My bank was recently acquired, out of collapse, by one of the largest banks in the country. The transition from one to the other was going pretty smoothly, and I hadn’t noticed any changes – for the most part – in how they did business with me. Until now.
I received a letter last week telling me that I had gone beyond the limited transactions" my account allowed online and via check (three!), and that I had been charged an over-activity fee for this transgression. I am getting married this month, so I have been writing more than the usual number of checks and conducting more than the usual number of online transactions. Still, this has never been an issue before. Clearly in the merger of the two banks, my free checking account had been downgraded, so to speak, to a category that had not existed before. It was a way to try to get me to upgrade to an account that would allow unlimited transactions. And no doubt a way for them to make more money off of me.
Most importantly – to me – it was a sharp digression from my old bank’s strong customer service and communication model. Though I had planned to change banks post-marriage anyway, this has made my move more pressing and confirmed my decision to go with a local credit union. I do not want to find out what other fees and limitations are on their way as the integration between the two banks is completed.
This small event brought home to me the importance of cultural alignment in M&A; small changes in how you do business can push away the customers of the acquired business. Clearly, the two banks in my example – one a regional, and one a large national – have different models. Perhaps the risk of poor alignment and integration is higher when a company is bought out of collapse or bankruptcy.
A recent study supports this idea. As reported here by Reuters, the study by a London business school says that companies who bought distressed or insolvent rivals in the past 25 years saw lower returns on equity and underperformed buyers of healthier firms.
One of the study’s authors, quoted in the Reuters article, says: "Even though acquisitions of distressed firms are viewed as value-enhancing by the market – no doubt driven by low valuations – the integration process of a distressed target proves challenging for many acquirers." It is something to keep in mind for companies making moves on distressed targets.Many recent transactions in distribution have been out of bankruptcy: Stock Building Supply (Stock: A Casualty of the Housing Crisis), for example, and ORCO Construction Supply (ORCO Construction Supply’s Deal with HD Supply).

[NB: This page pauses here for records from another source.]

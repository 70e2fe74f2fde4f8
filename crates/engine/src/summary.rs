//! Totals per category.

use std::collections::HashMap;

use crate::{Amount, Expense};

#[derive(Clone, Debug, PartialEq, Eq)]
pub struct CategoryTotal {
    pub category: String,
    pub total: Amount,
}

#[derive(Clone, Debug, Default, PartialEq, Eq)]
pub struct Summary {
    /// Highest total first; equal totals keep the order in which the
    /// category first appeared in the input.
    pub by_category: Vec<CategoryTotal>,
    pub grand_total: Amount,
}

impl Summary {
    /// `true` when built from no records at all.
    pub fn is_empty(&self) -> bool {
        self.by_category.is_empty()
    }

    /// Sum of the per-category totals. Always equal to `grand_total`.
    pub fn category_sum(&self) -> Amount {
        self.by_category.iter().map(|c| c.total).sum()
    }
}

/// Aggregate `records` by exact category string.
pub fn summarize<'a, I>(records: I) -> Summary
where
    I: IntoIterator<Item = &'a Expense>,
{
    let mut by_category: Vec<CategoryTotal> = Vec::new();
    let mut index: HashMap<&'a str, usize> = HashMap::new();
    let mut grand_total = Amount::ZERO;

    for record in records {
        grand_total += record.amount;
        match index.get(record.category.as_str()) {
            Some(&i) => by_category[i].total += record.amount,
            None => {
                index.insert(record.category.as_str(), by_category.len());
                by_category.push(CategoryTotal {
                    category: record.category.clone(),
                    total: record.amount,
                });
            }
        }
    }

    // `sort_by` is stable, ties stay in first-seen order.
    by_category.sort_by(|a, b| b.total.cmp(&a.total));

    Summary {
        by_category,
        grand_total,
    }
}
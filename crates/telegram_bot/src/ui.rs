use chrono::{DateTime, Utc};
use chrono_tz::Tz;
use csv::Writer;
use engine::{Amount, Expense, Summary};
use serde::Serialize;

const DATE_FORMAT: &str = "%d %b %Y %I:%M %p";

pub(crate) fn render_list(records: &[Expense], title: &str, tz: Tz) -> String {
    if records.is_empty() {
        return format!("📭 {title}: Tiada rekod.");
    }

    let mut text = format!("📌 {title}\n\n");
    for record in records {
        text.push_str(&format!(
            "• RM{} - {} ({})\n",
            record.amount,
            record.category,
            local_time(record.created_at, tz).format(DATE_FORMAT)
        ));
    }

    let total: Amount = records.iter().map(|r| r.amount).sum();
    text.push_str(&format!("\n💰 Total: RM{total}"));
    text
}

pub(crate) fn render_summary(summary: &Summary) -> String {
    if summary.is_empty() {
        return "📭 Tiada rekod untuk summary.".to_string();
    }

    let mut text = String::from("📊 Summary ikut kategori:\n\n");
    for line in &summary.by_category {
        text.push_str(&format!("• {}: RM{}\n", line.category, line.total));
    }
    text.push_str(&format!("\n💰 Total semua: RM{}", summary.grand_total));
    text
}

#[derive(Serialize)]
struct CsvRow<'a> {
    id: i64,
    amount: String,
    category: &'a str,
    created_at: String,
}

/// Serializes `records` as CSV, keeping the given order.
///
/// Header is `id,amount,category,created_at`; `created_at` is RFC 3339 in `tz`.
pub(crate) fn render_csv(records: &[Expense], tz: Tz) -> Result<Vec<u8>, csv::Error> {
    let mut writer = Writer::from_writer(vec![]);
    if records.is_empty() {
        writer.write_record(["id", "amount", "category", "created_at"])?;
    }
    for record in records {
        writer.serialize(CsvRow {
            id: record.id,
            amount: record.amount.to_string(),
            category: &record.category,
            created_at: local_time(record.created_at, tz).to_rfc3339(),
        })?;
    }
    writer
        .into_inner()
        .map_err(|err| csv::Error::from(err.into_error()))
}

pub(crate) fn saved_text(amount: Amount, category: &str) -> String {
    format!("✅ Saved: RM{amount} ({category})")
}

pub(crate) fn deleted_text(record: &Expense) -> String {
    format!("🗑️ Deleted last: RM{} - {}", record.amount, record.category)
}

pub(crate) fn nothing_to_delete_text() -> &'static str {
    "❌ Takde rekod nak delete."
}

pub(crate) fn nothing_to_export_text() -> &'static str {
    "📭 Tiada data untuk export."
}

pub(crate) fn storage_error_text() -> &'static str {
    "⚠️ Maaf, ada masalah dengan storan. Cuba lagi nanti."
}

pub(crate) fn welcome_text() -> &'static str {
    "👋 Hai! Aku Expense Tracker Bot.\n\n\
     Cara guna:\n\
     • rm12 makan\n\
     • rm5 air\n\
     • rm80 minyak\n\n\
     Commands:\n\
     /today - hari ini\n\
     /week - 7 hari\n\
     /month - 30 hari\n\
     /summary - ikut kategori\n\
     /undo - delete last\n\
     /export - download CSV"
}

fn local_time(at: DateTime<Utc>, tz: Tz) -> DateTime<Tz> {
    at.with_timezone(&tz)
}
use std::{
    fmt,
    iter::Sum,
    ops::{Add, AddAssign},
    str::FromStr,
};

use rust_decimal::{Decimal, RoundingStrategy, prelude::FromPrimitive};

use crate::EngineError;

/// Largest magnitude (in whole units) we accept from user input.
///
/// Keeps any realistic sum of records far below [`Decimal::MAX`].
const MAX_ABS_UNITS: i64 = 1_000_000_000_000_000;

/// Signed money amount.
///
/// The decimal value typed by the user is kept as is; rounding to two
/// decimals only happens when the amount is displayed, so totals of many
/// records match the sum of what was entered.
///
/// The value is signed: the ledger does not reject zero or negative amounts.
///
/// # Examples
///
/// ```rust
/// use engine::Amount;
///
/// let amount: Amount = "12.5".parse().unwrap();
/// assert_eq!(amount.to_string(), "12.50");
///
/// let kopi: Amount = "1.333".parse().unwrap();
/// assert_eq!(kopi.to_string(), "1.33");
/// assert_eq!((kopi + kopi + kopi).to_string(), "4.00");
///
/// assert!("dua".parse::<Amount>().is_err());
/// ```
#[derive(Clone, Copy, Debug, Default, PartialEq, Eq, PartialOrd, Ord, Hash)]
pub struct Amount(Decimal);

impl Amount {
    pub const ZERO: Amount = Amount(Decimal::ZERO);

    /// Exact textual form, used for storage. Parses back to the same value.
    pub(crate) fn to_exact_string(self) -> String {
        self.0.normalize().to_string()
    }
}

impl fmt::Display for Amount {
    /// Two decimals, midpoints rounded away from zero.
    fn fmt(&self, f: &mut fmt::Formatter<'_>) -> fmt::Result {
        let mut rounded = self
            .0
            .round_dp_with_strategy(2, RoundingStrategy::MidpointAwayFromZero);
        if rounded.is_zero() {
            rounded.set_sign_positive(true);
        }
        rounded.rescale(2);
        write!(f, "{rounded}")
    }
}

impl Add for Amount {
    type Output = Amount;

    /// Saturates at the bounds of [`Decimal`] instead of panicking.
    fn add(self, rhs: Amount) -> Self::Output {
        Amount(self.0.saturating_add(rhs.0))
    }
}

impl AddAssign for Amount {
    fn add_assign(&mut self, rhs: Amount) {
        *self = *self + rhs;
    }
}

impl Sum for Amount {
    fn sum<I: Iterator<Item = Amount>>(iter: I) -> Self {
        iter.fold(Amount::ZERO, Add::add)
    }
}

impl<'a> Sum<&'a Amount> for Amount {
    fn sum<I: Iterator<Item = &'a Amount>>(iter: I) -> Self {
        iter.copied().sum()
    }
}

impl FromStr for Amount {
    type Err = EngineError;

    /// Parses a decimal number.
    ///
    /// Accepts the same notation as `f64` (`12`, `12.50`, `-3`, `.5`, `1e3`)
    /// as long as the value is finite and within range. The digits are kept
    /// exactly, no rounding happens here.
    fn from_str(s: &str) -> Result<Self, Self::Err> {
        let trimmed = s.trim();
        if trimmed.is_empty() {
            return Err(EngineError::InvalidAmount("empty amount".to_string()));
        }

        let float: f64 = trimmed
            .parse()
            .map_err(|_| EngineError::InvalidAmount(format!("invalid amount: {trimmed}")))?;
        if !float.is_finite() {
            return Err(EngineError::InvalidAmount(format!(
                "invalid amount: {trimmed}"
            )));
        }

        let value = Decimal::from_str(trimmed)
            .or_else(|_| Decimal::from_scientific(trimmed))
            .ok()
            .or_else(|| Decimal::from_f64(float))
            .filter(|value| value.abs() <= Decimal::from(MAX_ABS_UNITS))
            .ok_or_else(|| EngineError::InvalidAmount(format!("amount out of range: {trimmed}")))?;

        Ok(Amount(value.normalize()))
    }
}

On the flip side: Distributors often think that when competitors in their local markets are acquired by a larger national or multinational company, they automatically get stronger – with additional inventory, marketing resources and backing. But this is not always the case. Customer service often suffers, at least initially, and there will be opportunities for the local distributor to meet the needs of customers looking for an experience they may feel they are no longer getting from the acquired business.